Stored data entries
___

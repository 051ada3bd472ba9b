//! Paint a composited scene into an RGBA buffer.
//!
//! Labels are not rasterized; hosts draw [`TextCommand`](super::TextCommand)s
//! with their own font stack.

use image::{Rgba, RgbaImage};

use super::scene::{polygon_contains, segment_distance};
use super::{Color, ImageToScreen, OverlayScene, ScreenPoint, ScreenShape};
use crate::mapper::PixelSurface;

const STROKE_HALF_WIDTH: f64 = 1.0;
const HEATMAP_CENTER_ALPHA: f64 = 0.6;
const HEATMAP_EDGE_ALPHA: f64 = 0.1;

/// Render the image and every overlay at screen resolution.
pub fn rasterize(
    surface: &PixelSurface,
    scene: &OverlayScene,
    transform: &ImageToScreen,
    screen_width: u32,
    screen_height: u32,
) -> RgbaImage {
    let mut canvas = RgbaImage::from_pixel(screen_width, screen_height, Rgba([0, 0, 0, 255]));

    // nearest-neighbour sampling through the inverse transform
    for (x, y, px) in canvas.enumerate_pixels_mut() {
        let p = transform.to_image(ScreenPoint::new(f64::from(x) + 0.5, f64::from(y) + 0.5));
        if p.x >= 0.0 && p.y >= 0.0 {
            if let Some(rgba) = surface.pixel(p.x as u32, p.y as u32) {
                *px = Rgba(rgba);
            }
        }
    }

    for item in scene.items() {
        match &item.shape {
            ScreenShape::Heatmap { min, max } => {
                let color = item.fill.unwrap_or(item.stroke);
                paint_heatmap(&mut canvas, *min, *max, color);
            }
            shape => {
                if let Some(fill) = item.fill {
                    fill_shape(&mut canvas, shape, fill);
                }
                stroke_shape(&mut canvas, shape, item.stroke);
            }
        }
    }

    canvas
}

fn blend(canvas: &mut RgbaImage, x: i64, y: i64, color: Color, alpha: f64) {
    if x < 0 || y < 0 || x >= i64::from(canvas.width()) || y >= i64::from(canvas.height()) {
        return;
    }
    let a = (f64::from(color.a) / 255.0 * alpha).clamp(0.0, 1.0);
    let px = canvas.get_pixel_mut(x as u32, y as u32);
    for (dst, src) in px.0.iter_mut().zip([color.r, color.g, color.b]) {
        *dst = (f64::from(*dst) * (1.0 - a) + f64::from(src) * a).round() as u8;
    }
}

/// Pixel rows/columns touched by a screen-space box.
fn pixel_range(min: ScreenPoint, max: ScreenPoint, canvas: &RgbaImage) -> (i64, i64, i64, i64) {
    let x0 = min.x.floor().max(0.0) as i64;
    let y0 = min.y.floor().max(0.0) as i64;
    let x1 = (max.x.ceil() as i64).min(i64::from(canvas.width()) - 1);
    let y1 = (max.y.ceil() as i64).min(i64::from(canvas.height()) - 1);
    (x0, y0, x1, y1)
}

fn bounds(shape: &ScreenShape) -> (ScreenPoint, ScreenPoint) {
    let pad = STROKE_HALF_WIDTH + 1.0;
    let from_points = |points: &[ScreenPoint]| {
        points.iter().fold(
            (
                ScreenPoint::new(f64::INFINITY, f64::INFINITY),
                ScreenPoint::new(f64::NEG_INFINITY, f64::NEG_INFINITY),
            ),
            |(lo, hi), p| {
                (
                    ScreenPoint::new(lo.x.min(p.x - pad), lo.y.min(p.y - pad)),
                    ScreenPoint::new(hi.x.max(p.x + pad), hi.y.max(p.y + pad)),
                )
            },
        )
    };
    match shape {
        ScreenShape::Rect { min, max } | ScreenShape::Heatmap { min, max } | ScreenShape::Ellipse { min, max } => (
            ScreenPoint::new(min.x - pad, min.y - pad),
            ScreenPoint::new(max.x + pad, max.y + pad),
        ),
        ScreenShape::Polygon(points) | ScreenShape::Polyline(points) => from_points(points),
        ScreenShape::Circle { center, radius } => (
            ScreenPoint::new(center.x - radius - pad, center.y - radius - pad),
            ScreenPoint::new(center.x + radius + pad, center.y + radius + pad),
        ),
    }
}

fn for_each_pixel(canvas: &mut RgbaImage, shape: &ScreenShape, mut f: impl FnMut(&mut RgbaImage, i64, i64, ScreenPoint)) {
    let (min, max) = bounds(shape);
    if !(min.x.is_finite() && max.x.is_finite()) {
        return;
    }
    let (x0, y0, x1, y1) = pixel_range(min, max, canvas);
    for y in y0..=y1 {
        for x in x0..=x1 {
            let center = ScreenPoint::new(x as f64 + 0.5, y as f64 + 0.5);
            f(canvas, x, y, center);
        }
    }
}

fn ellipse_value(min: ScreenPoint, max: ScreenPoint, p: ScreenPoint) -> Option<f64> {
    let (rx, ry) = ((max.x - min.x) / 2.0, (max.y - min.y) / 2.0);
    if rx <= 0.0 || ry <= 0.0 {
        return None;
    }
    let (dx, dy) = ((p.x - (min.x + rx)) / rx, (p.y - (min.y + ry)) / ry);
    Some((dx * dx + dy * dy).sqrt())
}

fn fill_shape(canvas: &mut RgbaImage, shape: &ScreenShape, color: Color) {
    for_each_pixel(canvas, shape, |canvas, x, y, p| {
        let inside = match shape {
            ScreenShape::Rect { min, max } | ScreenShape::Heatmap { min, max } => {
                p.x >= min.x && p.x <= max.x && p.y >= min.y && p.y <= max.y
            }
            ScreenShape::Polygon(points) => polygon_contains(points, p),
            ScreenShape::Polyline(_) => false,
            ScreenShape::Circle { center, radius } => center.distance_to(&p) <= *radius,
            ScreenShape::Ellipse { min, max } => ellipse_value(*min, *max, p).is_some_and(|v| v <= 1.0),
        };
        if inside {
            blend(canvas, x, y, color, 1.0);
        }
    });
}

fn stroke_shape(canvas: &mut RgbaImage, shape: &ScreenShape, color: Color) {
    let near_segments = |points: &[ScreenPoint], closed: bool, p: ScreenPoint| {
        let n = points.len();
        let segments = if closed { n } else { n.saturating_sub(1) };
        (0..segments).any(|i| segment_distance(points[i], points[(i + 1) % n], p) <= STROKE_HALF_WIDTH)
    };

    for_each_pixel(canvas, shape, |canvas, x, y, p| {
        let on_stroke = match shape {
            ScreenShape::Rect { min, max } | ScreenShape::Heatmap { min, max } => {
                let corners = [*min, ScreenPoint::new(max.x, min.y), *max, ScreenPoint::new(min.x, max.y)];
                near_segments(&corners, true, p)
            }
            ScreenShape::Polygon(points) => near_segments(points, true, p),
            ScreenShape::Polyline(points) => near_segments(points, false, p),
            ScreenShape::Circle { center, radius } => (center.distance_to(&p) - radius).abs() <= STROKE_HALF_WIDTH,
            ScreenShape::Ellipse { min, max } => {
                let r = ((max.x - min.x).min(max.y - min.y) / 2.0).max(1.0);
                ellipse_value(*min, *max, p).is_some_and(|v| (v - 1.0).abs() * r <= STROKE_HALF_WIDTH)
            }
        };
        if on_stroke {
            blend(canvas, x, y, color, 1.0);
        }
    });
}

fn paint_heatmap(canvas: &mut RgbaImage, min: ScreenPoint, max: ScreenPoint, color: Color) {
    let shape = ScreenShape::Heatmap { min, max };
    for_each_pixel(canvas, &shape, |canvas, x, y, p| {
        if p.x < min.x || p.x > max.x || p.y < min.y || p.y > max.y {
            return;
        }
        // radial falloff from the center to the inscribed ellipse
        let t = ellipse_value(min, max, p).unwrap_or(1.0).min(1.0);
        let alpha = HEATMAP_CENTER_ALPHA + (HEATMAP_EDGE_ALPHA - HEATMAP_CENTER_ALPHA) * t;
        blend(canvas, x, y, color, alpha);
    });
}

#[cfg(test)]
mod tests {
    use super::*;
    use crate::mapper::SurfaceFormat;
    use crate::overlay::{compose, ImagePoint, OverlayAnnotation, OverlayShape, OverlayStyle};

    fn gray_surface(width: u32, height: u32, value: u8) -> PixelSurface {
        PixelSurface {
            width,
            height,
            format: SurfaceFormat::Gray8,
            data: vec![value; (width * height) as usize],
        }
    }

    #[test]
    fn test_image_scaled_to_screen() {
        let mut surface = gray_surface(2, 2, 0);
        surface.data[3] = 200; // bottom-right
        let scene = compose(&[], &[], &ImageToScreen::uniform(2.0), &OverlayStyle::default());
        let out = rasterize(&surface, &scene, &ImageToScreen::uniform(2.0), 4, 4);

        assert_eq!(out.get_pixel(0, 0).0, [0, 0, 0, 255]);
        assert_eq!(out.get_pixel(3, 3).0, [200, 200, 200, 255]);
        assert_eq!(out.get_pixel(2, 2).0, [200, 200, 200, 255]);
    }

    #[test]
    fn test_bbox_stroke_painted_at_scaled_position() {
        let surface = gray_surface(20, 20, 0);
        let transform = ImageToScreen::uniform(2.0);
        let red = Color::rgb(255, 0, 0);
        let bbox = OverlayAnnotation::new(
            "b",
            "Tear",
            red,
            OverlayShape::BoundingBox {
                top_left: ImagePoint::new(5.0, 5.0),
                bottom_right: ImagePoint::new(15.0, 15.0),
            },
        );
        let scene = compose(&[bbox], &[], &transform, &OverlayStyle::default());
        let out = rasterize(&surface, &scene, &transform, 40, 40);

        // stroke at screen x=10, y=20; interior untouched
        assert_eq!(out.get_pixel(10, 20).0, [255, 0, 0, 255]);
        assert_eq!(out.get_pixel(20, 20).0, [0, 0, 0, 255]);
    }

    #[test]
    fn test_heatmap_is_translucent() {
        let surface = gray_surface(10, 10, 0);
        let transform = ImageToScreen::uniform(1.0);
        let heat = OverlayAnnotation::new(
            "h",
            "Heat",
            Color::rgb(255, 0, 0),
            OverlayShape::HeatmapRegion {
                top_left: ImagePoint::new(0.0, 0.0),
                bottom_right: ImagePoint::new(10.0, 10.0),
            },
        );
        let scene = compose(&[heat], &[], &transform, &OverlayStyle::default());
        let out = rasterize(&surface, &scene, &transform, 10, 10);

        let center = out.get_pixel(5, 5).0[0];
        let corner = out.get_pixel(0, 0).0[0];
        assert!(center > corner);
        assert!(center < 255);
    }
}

___

• Problem
Return only the lines above that run from the opening line through the line containing "const STROKE_HALF_WIDTH: f64 = 1.0;", exactly as written.

• Answer space
repository 051ada3bd472ba9b
//! Paint a composited scene into an RGBA buffer.
//!
//! Labels are not rasterized; hosts draw [`TextCommand`](super::TextCommand)s
//! with their own font stack.

use image::{Rgba, RgbaImage};

use super::scene::{polygon_contains, segment_distance};
use super::{Color, ImageToScreen, OverlayScene, ScreenPoint, ScreenShape};
use crate::mapper::PixelSurface;

const STROKE_HALF_WIDTH: f64 = 1.0;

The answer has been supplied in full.